**Exercise**.
Would you please set down the entries below exactly as shown?

[[ Available data, beginning ]]

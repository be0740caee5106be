//! Configuration system for toolbridge.
//!
//! Provides TOML-based configuration with:
//! - Client settings (`[client]`): timeouts, development mode, HTTP headers,
//!   environment for spawned endpoint processes
//! - Named endpoints (`[[server]]`) the CLI can connect to by name
//! - Config file layering (user config dir + project-local overrides)

pub mod discovery;
pub mod error;
pub mod types;

pub use discovery::{
    ConfigLayer, ConfigLoader, LayerKind, LoadedConfig, load_config_file, user_config_dir,
};
pub use error::{ConfigError, Result};
pub use types::*;
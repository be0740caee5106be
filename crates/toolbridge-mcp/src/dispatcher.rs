//! Call dispatcher: validated tool calls over a connection's transport.

use serde::Serialize;
use serde_json::{Map, Value};

use crate::error::Result;
use crate::manager::ConnectionManager;
use crate::protocol::{self, CallToolParams, methods};

/// Output of a tool call.
#[derive(Debug, Clone, Serialize)]
pub struct ToolOutput {
    /// The endpoint's result, unchanged.
    pub raw: Value,
    /// Display text: joined text content, or pretty JSON of `raw`.
    pub text: String,
    /// Whether the tool itself reported failure (`isError`).
    pub is_error: bool,
}

/// Routes tool calls to their connection. Never retries.
#[derive(Debug, Clone)]
pub struct Dispatcher {
    manager: ConnectionManager,
}

impl Dispatcher {
    /// Create a dispatcher over a manager's connections.
    pub fn new(manager: ConnectionManager) -> Self {
        Self { manager }
    }

    /// Call `tool` on connection `id`.
    ///
    /// Fails without touching the transport when the connection is unknown,
    /// not `Ready`, or has no such tool. Failures are recorded as the
    /// connection's `last_error` and returned as-is.
    pub async fn call_tool(&self, id: &str, tool: &str, args: Map<String, Value>) -> Result<ToolOutput> {
        let transport = self.manager.checkout(id, Some(tool))?;
        let timeout = self.manager.config().call_timeout(transport.kind());

        let params = serde_json::to_value(CallToolParams {
            name: tool.to_string(),
            arguments: Some(Value::Object(args)),
        })?;
        let request = protocol::encode(methods::CALL_TOOL, Some(params))?;
        tracing::debug!(
            connection = %id,
            tool = %tool,
            request_id = %request.id,
            "calling tool"
        );

        let result = transport
            .send(&request, timeout)
            .await
            .and_then(|response| response.into_result());

        match result {
            Ok(raw) => {
                self.manager.record_success(id);
                let is_error = protocol::reports_error(&raw);
                if is_error {
                    tracing::debug!(connection = %id, tool = %tool, "tool reported an error");
                }
                Ok(ToolOutput {
                    text: protocol::normalize_result(&raw),
                    raw,
                    is_error,
                })
            }
            Err(e) => {
                tracing::warn!(connection = %id, tool = %tool, error = %e, "tool call failed");
                self.manager.record_failure(id, &e);
                Err(e)
            }
        }
    }
}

[[ Available data, end ]]

**Expected output**.
repository be0740caee5106be
//! Configuration system for toolbridge.
//!
//! Provides TOML-based configuration with:
//! - Client settings (`[client]`): timeouts, development mode, HTTP headers,
//!   environment for spawned endpoint processes
//! - Named endpoints (`[[server]]`) the CLI can connect to by name
//! - Config file layering (user config dir + project-local overrides)

pub mod discovery;
pub mod error;
pub mod types;

pub use discovery::{
    ConfigLayer, ConfigLoader, LayerKind, LoadedConfig, load_config_file, user_config_dir,
};
pub use error::{ConfigError, Result};
pub use types::*;
repository be0740caee5106be
filename crates/toolbridge-mcp/src/dispatcher.rs
//! Call dispatcher: validated tool calls over a connection's transport.

use serde::Serialize;
use serde_json::{Map, Value};

use crate::error::Result;
use crate::manager::ConnectionManager;
use crate::protocol::{self, CallToolParams, methods};

/// Output of a tool call.
#[derive(Debug, Clone, Serialize)]
pub struct ToolOutput {
    /// The endpoint's result, unchanged.
    pub raw: Value,
    /// Display text: joined text content, or pretty JSON of `raw`.
    pub text: String,
    /// Whether the tool itself reported failure (`isError`).
    pub is_error: bool,
}

/// Routes tool calls to their connection. Never retries.
#[derive(Debug, Clone)]
pub struct Dispatcher {
    manager: ConnectionManager,
}

impl Dispatcher {
    /// Create a dispatcher over a manager's connections.
    pub fn new(manager: ConnectionManager) -> Self {
        Self { manager }
    }

    /// Call `tool` on connection `id`.
    ///
    /// Fails without touching the transport when the connection is unknown,
    /// not `Ready`, or has no such tool. Failures are recorded as the
    /// connection's `last_error` and returned as-is.
    pub async fn call_tool(&self, id: &str, tool: &str, args: Map<String, Value>) -> Result<ToolOutput> {
        let transport = self.manager.checkout(id, Some(tool))?;
        let timeout = self.manager.config().call_timeout(transport.kind());

        let params = serde_json::to_value(CallToolParams {
            name: tool.to_string(),
            arguments: Some(Value::Object(args)),
        })?;
        let request = protocol::encode(methods::CALL_TOOL, Some(params))?;
        tracing::debug!(
            connection = %id,
            tool = %tool,
            request_id = %request.id,
            "calling tool"
        );

        let result = transport
            .send(&request, timeout)
            .await
            .and_then(|response| response.into_result());

        match result {
            Ok(raw) => {
                self.manager.record_success(id);
                let is_error = protocol::reports_error(&raw);
                if is_error {
                    tracing::debug!(connection = %id, tool = %tool, "tool reported an error");
                }
                Ok(ToolOutput {
                    text: protocol::normalize_result(&raw),
                    raw,
                    is_error,
                })
            }
            Err(e) => {
                tracing::warn!(connection = %id, tool = %tool, error = %e, "tool call failed");
                self.manager.record_failure(id, &e);
                Err(e)
            }
        }
    }
}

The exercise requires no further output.